Tomé un sorbo y lo escupí literalmente. Era lo más asqueroso que había probado nunca. Recuerdo que una vez compré una Coca-Cola Light en un Subway sin darme cuenta de que la máquina de la fuente no tenía suficiente sirope de Coca-Cola Light. Eso es exactamente a lo que sabía el agua "con gas" de este elegante lugar. "Algo le pasa a esa agua", protesté. La camarera se disculpó y me dijo que me traería otra Pellegrino. Fue entonces cuando me di cuenta de que agua "con gas" significaba agua "carbonatada". Me sentí mortificada, pero por suerte sólo otra persona se dio cuenta de lo que había pasado, y era una compañera de clase.

Estaba limpio. No más errores.

Inmediatamente después, miré al cubierto y observé un número absurdo de utensilios. ¿Nueve utensilios? ¿Por qué, me pregunté, necesitaba tres cucharas? ¿Por qué había varios cuchillos de mantequilla?

Entonces recordé una escena de una película y me di cuenta de que había alguna convención social en torno a la colocación y el tamaño de los cubiertos. Me excusé para ir al baño y llamé a mi novia: "¿Qué hago con todos estos malditos tenedores? No quiero hacer el ridículo". Armado con su respuesta - "Ve de fuera a dentro, y no utilices el mismo cubierto para platos distintos; ah, y utiliza la cuchara gorda para la sopa"-, volví a la cena, dispuesto a deslumbrar a mis futuros empleadores.

El resto de la velada transcurrió sin incidentes. Charlé educadamente y recordé la admonición de mi hermana de masticar con la boca cerrada. Los de nuestra mesa hablaron de derecho y de la facultad de derecho, de la cultura de los bufetes e incluso un poco de política. Los reclutadores con los que comimos fueron muy amables, y todos los de mi mesa recibieron una oferta de trabajo, incluso el tipo que escupió el agua con gas.

Fue en esta comida, en el primero de los cinco agotadores días de entrevistas, cuando empecé a comprender que estaba viendo el funcionamiento interno de un sistema que permanecía oculto para la mayoría de los de mi clase. La oficina de carreras profesionales de Yale había insistido en la importancia de sonar natural y de ser alguien con quien a los entrevistadores no les importara sentarse en un avión.

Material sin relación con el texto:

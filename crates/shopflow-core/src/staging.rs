use std::path::Path;

use serde::de::DeserializeOwned;
use serde::Serialize;
use tracing::{info, warn};

use crate::db::DbPool;
use crate::error::{PipelineError, Result};
use crate::types::{CustomerRecord, OrderItemRecord, OrderRecord, ProductRecord};

#[derive(Debug, Serialize)]
pub struct TableLoad {
    pub table: &'static str,
    pub rows: u64,
}

#[derive(Debug, Default, Serialize)]
pub struct StagingSummary {
    pub tables: Vec<TableLoad>,
}

impl StagingSummary {
    pub fn total_rows(&self) -> u64 {
        self.tables.iter().map(|load| load.rows).sum()
    }
}

/// Replaces the staging tables wholesale from the CSV extracts in a data
/// directory. Each table is truncated and reloaded inside one transaction, so
/// downstream loaders never observe a half-written staging state.
pub struct StagingLoader<'a> {
    pool: &'a DbPool,
}

impl<'a> StagingLoader<'a> {
    pub fn new(pool: &'a DbPool) -> Self {
        Self { pool }
    }

    /// Scan `data_dir` for `*.csv` files and load each recognized extract.
    /// File stems map to staging tables; anything else is skipped with a
    /// warning.
    pub async fn load_all_sources(&self, data_dir: &Path) -> Result<StagingSummary> {
        if !data_dir.is_dir() {
            return Err(PipelineError::Precondition(format!(
                "data directory {} not found; run `shopflow generate` first",
                data_dir.display()
            )));
        }

        let pattern = data_dir.join("*.csv");
        let pattern = pattern.to_string_lossy();

        let mut summary = StagingSummary::default();
        for entry in glob::glob(&pattern)? {
            let path = entry.map_err(|err| PipelineError::Io(err.into_error()))?;
            let stem = path
                .file_stem()
                .map(|stem| stem.to_string_lossy().into_owned())
                .unwrap_or_default();

            let load = match stem.as_str() {
                "customers" => TableLoad {
                    table: "customers",
                    rows: self.load_customers(&path).await?,
                },
                "products" => TableLoad {
                    table: "products",
                    rows: self.load_products(&path).await?,
                },
                "orders" => TableLoad {
                    table: "orders",
                    rows: self.load_orders(&path).await?,
                },
                "order_items" => TableLoad {
                    table: "order_items",
                    rows: self.load_order_items(&path).await?,
                },
                _ => {
                    warn!(file = %path.display(), "No staging table for file, skipping");
                    continue;
                }
            };
            summary.tables.push(load);
        }

        if summary.tables.is_empty() {
            return Err(PipelineError::Precondition(format!(
                "no CSV extracts found in {}; run `shopflow generate` first",
                data_dir.display()
            )));
        }

        info!(
            tables = summary.tables.len(),
            rows = summary.total_rows(),
            "Staging load complete"
        );
        Ok(summary)
    }

    async fn load_customers(&self, path: &Path) -> Result<u64> {
        let records: Vec<CustomerRecord> = read_records(path)?;

        let mut tx = self.pool.begin().await?;
        sqlx::query("TRUNCATE TABLE staging.customers")
            .execute(&mut *tx)
            .await?;
        for record in &records {
            sqlx::query(
                r#"
                INSERT INTO staging.customers
                    (customer_id, first_name, last_name, email, phone, address,
                     city, state, zip_code, country, registration_date,
                     customer_segment, is_active)
                VALUES ($1, $2, $3, $4, $5, $6, $7, $8, $9, $10, $11, $12, $13)
                "#,
            )
            .bind(record.customer_id)
            .bind(&record.first_name)
            .bind(&record.last_name)
            .bind(&record.email)
            .bind(&record.phone)
            .bind(&record.address)
            .bind(&record.city)
            .bind(&record.state)
            .bind(&record.zip_code)
            .bind(&record.country)
            .bind(record.registration_date)
            .bind(&record.customer_segment)
            .bind(record.is_active)
            .execute(&mut *tx)
            .await?;
        }
        tx.commit().await?;

        info!(rows = records.len(), "Loaded staging.customers");
        Ok(records.len() as u64)
    }

    async fn load_products(&self, path: &Path) -> Result<u64> {
        let records: Vec<ProductRecord> = read_records(path)?;

        let mut tx = self.pool.begin().await?;
        sqlx::query("TRUNCATE TABLE staging.products")
            .execute(&mut *tx)
            .await?;
        for record in &records {
            sqlx::query(
                r#"
                INSERT INTO staging.products
                    (product_id, product_name, category, sub_category, brand,
                     price, cost, stock_quantity, supplier_id, created_date)
                VALUES ($1, $2, $3, $4, $5, $6, $7, $8, $9, $10)
                "#,
            )
            .bind(record.product_id)
            .bind(&record.product_name)
            .bind(&record.category)
            .bind(&record.sub_category)
            .bind(&record.brand)
            .bind(record.price)
            .bind(record.cost)
            .bind(record.stock_quantity)
            .bind(record.supplier_id)
            .bind(record.created_date)
            .execute(&mut *tx)
            .await?;
        }
        tx.commit().await?;

        info!(rows = records.len(), "Loaded staging.products");
        Ok(records.len() as u64)
    }

    async fn load_orders(&self, path: &Path) -> Result<u64> {
        let records: Vec<OrderRecord> = read_records(path)?;

        let mut tx = self.pool.begin().await?;
        sqlx::query("TRUNCATE TABLE staging.orders")
            .execute(&mut *tx)
            .await?;
        for record in &records {
            sqlx::query(
                r#"
                INSERT INTO staging.orders
                    (order_id, customer_id, order_date, order_status,
                     payment_method, shipping_method, shipping_cost, tax_amount,
                     discount_amount, total_amount, created_at, updated_at)
                VALUES ($1, $2, $3, $4, $5, $6, $7, $8, $9, $10, $11, $12)
                "#,
            )
            .bind(record.order_id)
            .bind(record.customer_id)
            .bind(record.order_date)
            .bind(&record.order_status)
            .bind(&record.payment_method)
            .bind(&record.shipping_method)
            .bind(record.shipping_cost)
            .bind(record.tax_amount)
            .bind(record.discount_amount)
            .bind(record.total_amount)
            .bind(record.created_at)
            .bind(record.updated_at)
            .execute(&mut *tx)
            .await?;
        }
        tx.commit().await?;

        info!(rows = records.len(), "Loaded staging.orders");
        Ok(records.len() as u64)
    }

    async fn load_order_items(&self, path: &Path) -> Result<u64> {
        let records: Vec<OrderItemRecord> = read_records(path)?;

        let mut tx = self.pool.begin().await?;
        sqlx::query("TRUNCATE TABLE staging.order_items")
            .execute(&mut *tx)
            .await?;
        for record in &records {
            sqlx::query(
                r#"
                INSERT INTO staging.order_items
                    (order_item_id, order_id, product_id, quantity,
                     unit_price, line_total, discount_amount)
                VALUES ($1, $2, $3, $4, $5, $6, $7)
                "#,
            )
            .bind(&record.order_item_id)
            .bind(record.order_id)
            .bind(record.product_id)
            .bind(record.quantity)
            .bind(record.unit_price)
            .bind(record.line_total)
            .bind(record.discount_amount)
            .execute(&mut *tx)
            .await?;
        }
        tx.commit().await?;

        info!(rows = records.len(), "Loaded staging.order_items");
        Ok(records.len() as u64)
    }
}

fn read_records<T: DeserializeOwned>(path: &Path) -> Result<Vec<T>> {
    let mut reader = csv::Reader::from_path(path)?;
    let mut rows = Vec::new();
    for record in reader.deserialize() {
        rows.push(record?);
    }
    Ok(rows)
}

#[cfg(test)]
mod tests {
    use super::*;
    use crate::types::ProductRecord;

    #[test]
    fn read_records_surfaces_malformed_rows() {
        let dir = tempfile::tempdir().unwrap();
        let path = dir.path().join("products.csv");
        std::fs::write(
            &path,
            "product_id,product_name,category,sub_category,brand,price,cost,stock_quantity,supplier_id,created_date\n\
             1,Lamp,Home,Home - Lamp,Acme,19.99,not-a-number,5,1,2023-01-01\n",
        )
        .unwrap();

        let result: Result<Vec<ProductRecord>> = read_records(&path);
        assert!(result.is_err());
    }

    #[test]
    fn read_records_parses_clean_files() {
        let dir = tempfile::tempdir().unwrap();
        let path = dir.path().join("products.csv");
        std::fs::write(
            &path,
            "product_id,product_name,category,sub_category,brand,price,cost,stock_quantity,supplier_id,created_date\n\
             1,Lamp,Home,Home - Lamp,Acme,19.99,8.50,5,1,2023-01-01\n\
             2,Tent,Sports,Sports - Tent,Dune,99.99,40.00,2,3,2022-07-15\n",
        )
        .unwrap();

        let rows: Vec<ProductRecord> = read_records(&path).unwrap();
        assert_eq!(rows.len(), 2);
        assert_eq!(rows[1].product_id, Some(2));
        assert_eq!(rows[1].cost, 40.0);
    }
}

Tenía mucho sentido -después de todo, ¿quién quiere trabajar con una persona desagradable?-, pero parecía un énfasis extraño para lo que parecía el momento más importante de una joven carrera. Nos dijeron que las entrevistas no se centraban tanto en las notas o los currículos; gracias a nuestro pedigrí educativo, ya teníamos un pie en la puerta. Las entrevistas consistían en pasar una prueba social, una prueba de pertenencia, de mantenerte en una sala de juntas, de establecer contactos con posibles futuros clientes.

La prueba más difícil fue la que ni siquiera me exigieron: conseguir público en primer lugar.

Durante toda la semana me maravillé de la facilidad de acceso a los abogados más estimados del país. Todos mis amigos tuvieron al menos una docena de entrevistas, y la mayoría desembocaron en ofertas de trabajo.

Dos años antes, como licenciada de la universidad estatal, había solicitado trabajo en docenas de sitios con la esperanza de conseguir un empleo bien remunerado después de la universidad, pero me rechazaron todas las veces.

Ahora, tras sólo un año en Derecho en Yale, mis compañeros de clase y yo recibíamos sueldos de seis cifras de hombres que habían argumentado ante el Tribunal Supremo de Estados Unidos. Desde luego, yo ya no estaba en Kansas.